The Honorary Title of "Merited Military Pilot of the Russian Federation" () is a state award of the Russian Federation that can trace its history to the Soviet Era.  It was initially established on January 26, 1965 by Decree of the Presidium of the Supreme Soviet № 3230-VI as the honorary title of "Merited Military Pilot of the USSR" ().  Following the dissolution of the Soviet Union in 1991, the title was retained by the Law of the Russian Federation 2555-1 dated March 20, 1992 and renamed "Merited Military Pilot of the Russian Federation".

Award statute 
The honorary title of "Merited Military Pilot of the Russian Federation" is awarded to members of military flying units, military agencies, military schools, military organizations and other military or federal authorities, having qualified military pilots 1st class or military pilot-instructors 1st class, for outstanding achievements in the development of aviation technology, high performance in education and training of flight personnel and long-term trouble-free flight operations in military aviation.

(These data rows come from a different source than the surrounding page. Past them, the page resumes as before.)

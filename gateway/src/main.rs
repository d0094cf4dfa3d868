use std::sync::Arc;

use axum::routing::get;
use axum::Router as AxumRouter;
use spdlog::prelude::{error, info};

use gateway::config::Config;
use gateway::engine::Engine;
use gateway::session::SessionManager;
use gateway::logging;
use gateway::ws_handler::{ws_upgrade, AppState};

#[tokio::main]
async fn main() {
    let config = Arc::new(Config::from_env());
    logging::init(&config.log_level);

    info!("starting realtime gateway");
    info!("upstream engine address: {}", config.tcp_server_addr);
    info!("http bind address: {}", config.http_addr);

    let engine = Engine::new(config.tcp_server_addr);
    tokio::spawn(async move {
        if let Err(err) = engine.listen().await {
            error!("tcp engine failed to start: {}", err);
            std::process::exit(1);
        }
    });

    let session_manager = SessionManager::new(&config);
    let state = AppState {
        config: config.clone(),
        session_manager,
    };

    // The real deployment inserts the auth middleware (out of scope here)
    // ahead of this router; it must populate `auth::AuthenticatedUser` as a
    // request extension before a request reaches `/ws`.
    let app = AxumRouter::new().route("/ws", get(ws_upgrade)).with_state(state);

    let listener = match tokio::net::TcpListener::bind(config.http_addr).await {
        Ok(listener) => listener,
        Err(err) => {
            error!("failed to bind http port {}: {}", config.http_addr, err);
            std::process::exit(1);
        }
    };

    if let Err(err) = axum::serve(listener, app).await {
        error!("http server exited with error: {}", err);
        std::process::exit(1);
    }
}
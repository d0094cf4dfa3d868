use async_trait::async_trait;
use axum::extract::FromRequestParts;
use axum::http::request::Parts;
use axum::http::StatusCode;

/// Stand-in for the out-of-scope auth middleware's collaborator contract:
/// a validated end-user identity string, already checked and placed on the
/// request by something upstream of this gateway (JWT verification, session
/// lookup, whatever the real deployment uses). This extractor only reads
/// that value back out; it performs no authentication of its own.
#[derive(Debug, Clone)]
pub struct AuthenticatedUser(pub String);

#[async_trait]
impl<S> FromRequestParts<S> for AuthenticatedUser
where
    S: Send + Sync,
{
    type Rejection = (StatusCode, &'static str);

    async fn from_request_parts(parts: &mut Parts, _state: &S) -> Result<Self, Self::Rejection> {
        parts
            .extensions
            .get::<AuthenticatedUser>()
            .cloned()
            .ok_or((StatusCode::UNAUTHORIZED, "missing authenticated user context"))
    }
}
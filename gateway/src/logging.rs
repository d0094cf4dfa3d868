use spdlog::{Level, LevelFilter};

/// Sets the default logger's level filter from a textual level name.
/// Unrecognized names fall back to `info` rather than failing startup.
pub fn init(level: &str) {
    let level = match level.to_ascii_lowercase().as_str() {
        "trace" => Level::Trace,
        "debug" => Level::Debug,
        "warn" => Level::Warn,
        "error" => Level::Error,
        _ => Level::Info,
    };
    spdlog::default_logger().set_level_filter(LevelFilter::MoreSevereEqual(level));
}
use std::io;

use crate::MAX_PAYLOAD;

/// Errors produced while encoding or decoding a [`crate::Frame`].
///
/// These are structured, never panics: a malformed frame on the wire is an
/// expected occurrence (a misbehaving peer, a protocol mismatch) and must be
/// reported to the caller rather than crash the connection's task.
#[derive(Debug, thiserror::Error)]
pub enum ProtocolError {
    #[error("unknown magic byte: {0:#04x}")]
    UnknownMagic(u8),

    #[error("payload of {0} bytes exceeds the {MAX_PAYLOAD} byte maximum")]
    MaxPayload(usize),

    #[error("unknown packet opcode: {0}")]
    UnknownPacketType(u8),

    #[error("invalid payload size for opcode {opcode}: {size} bytes")]
    InvalidPayloadSize { opcode: u8, size: usize },

    #[error("connection id must be nonzero")]
    InvalidConnectionId,

    #[error("message content must be 1..=512 bytes")]
    InvalidContentLength(usize),

    #[error("payload is not valid utf-8")]
    InvalidUtf8(#[from] std::string::FromUtf8Error),

    #[error(transparent)]
    Io(#[from] io::Error),
}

The President of the Russian Federation is the main conferring authority of the award based on recommendations from the Ministry of Defence of the Russian Federation.

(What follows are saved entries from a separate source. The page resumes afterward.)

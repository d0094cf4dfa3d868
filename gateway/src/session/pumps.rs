use std::sync::Arc;
use std::time::Duration;

use axum::extract::ws::{Message, WebSocket};
use futures_util::stream::{SplitSink, SplitStream};
use futures_util::{SinkExt, StreamExt};
use spdlog::prelude::{error, warn};
use tokio::sync::mpsc;
use tokio::time::timeout;

use super::client::ClientSession;
use super::error::UnregisterReason;
use super::manager::SessionManager;

const READ_DEADLINE: Duration = Duration::from_secs(60);
const WRITE_DEADLINE: Duration = Duration::from_secs(10);
/// `9/10 * pongWait` with `pongWait = 60s`.
const PING_PERIOD: Duration = Duration::from_secs(54);
const FAUCET_PERIOD: Duration = Duration::from_secs(2);

/// Reads application messages from the browser, gated by a pacing token per
/// message. Protocol-level ping/pong frames are consumed below the
/// application read: they refresh the deadline (any read resets the
/// `timeout` on the next loop iteration) without spending a pacing token or
/// counting as a forwarded message.
pub async fn read_pump(
    manager: Arc<SessionManager>,
    session: Arc<ClientSession>,
    mut ws_rx: SplitStream<WebSocket>,
    mut pacing_rx: mpsc::Receiver<()>,
) {
    loop {
        let frame = match timeout(READ_DEADLINE, ws_rx.next()).await {
            Ok(Some(Ok(message))) => message,
            Ok(Some(Err(err))) => {
                warn!(
                    "websocket read error: connection_id={} error={}",
                    session.connection_id, err
                );
                break;
            }
            Ok(None) => break,
            Err(_) => {
                warn!(
                    "websocket read deadline elapsed: connection_id={}",
                    session.connection_id
                );
                break;
            }
        };

        let payload = match frame {
            Message::Text(text) => text.into_bytes(),
            Message::Binary(bytes) => bytes,
            Message::Ping(_) | Message::Pong(_) => continue,
            Message::Close(_) => break,
        };

        if pacing_rx.recv().await.is_none() {
            break;
        }

        manager.reclaim(&session);

        let write_result = match session.upstream() {
            Some(upstream) => upstream.write_to_engine(&payload).await,
            None => break,
        };

        if let Err(err) = write_result {
            error!(
                "client message rejected: connection_id={} error={}",
                session.connection_id, err
            );
            break;
        }

        manager.put_idle(&session);
    }

    // Every loop exit — read error, deadline, close frame, closed pacing
    // channel, or a dead upstream link — ends the session the same way.
    manager.request_unregister(session.clone(), UnregisterReason::ClientSideError);
}

/// Dequeues outbound frames and writes them one at a time, deadlined at 10
/// seconds; also emits a transport-level ping every `PING_PERIOD` to keep
/// the browser's connection alive between application messages.
pub async fn write_pump(
    manager: Arc<SessionManager>,
    session: Arc<ClientSession>,
    mut outbound_rx: mpsc::Receiver<Message>,
    mut ws_tx: SplitSink<WebSocket, Message>,
) {
    let mut ping_interval = tokio::time::interval(PING_PERIOD);
    ping_interval.tick().await;

    loop {
        tokio::select! {
            maybe_message = outbound_rx.recv() => {
                let message = match maybe_message {
                    Some(message) => message,
                    None => {
                        let _ = ws_tx.send(Message::Close(None)).await;
                        break;
                    }
                };

                match timeout(WRITE_DEADLINE, ws_tx.send(message)).await {
                    Ok(Ok(())) => {}
                    _ => break,
                }

                manager.put_idle(&session);
            }
            _ = ping_interval.tick() => {
                if timeout(WRITE_DEADLINE, ws_tx.send(Message::Ping(Vec::new()))).await.is_err() {
                    break;
                }
            }
        }
    }
}

/// Emits a pacing token every two seconds, dropping it if the channel is
/// already full (bursts beyond capacity 3 simply don't get extra tokens).
/// Exits as soon as the session's `done` signal fires.
pub async fn token_faucet(session: Arc<ClientSession>, pacing_tx: mpsc::Sender<()>) {
    let mut ticker = tokio::time::interval(FAUCET_PERIOD);
    loop {
        tokio::select! {
            _ = ticker.tick() => {
                let _ = pacing_tx.try_send(());
            }
            _ = session.done_signal().notified() => {
                break;
            }
        }
    }
}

The "Merited Military Pilot of the Russian Federation" chest badge is worn on the right side of the chest and in the presence of other orders, placed over them.

Award description 
The honorary title of "Merited Military Pilot of the Russian Federation" is a 27mm wide by 23mm high silver and nickel polygon with raised edges.  At the top of the obverse, the relief inscription in three lines covered to the left "MERITED MILITARY PILOT" (), in the center, the gilt tombac image of a jet plane climbing diagonally towards the right its nose and tail slightly protruding over the edges, at the bottom, the relief inscription "RUSSIA" () superimposed over a laurel branch.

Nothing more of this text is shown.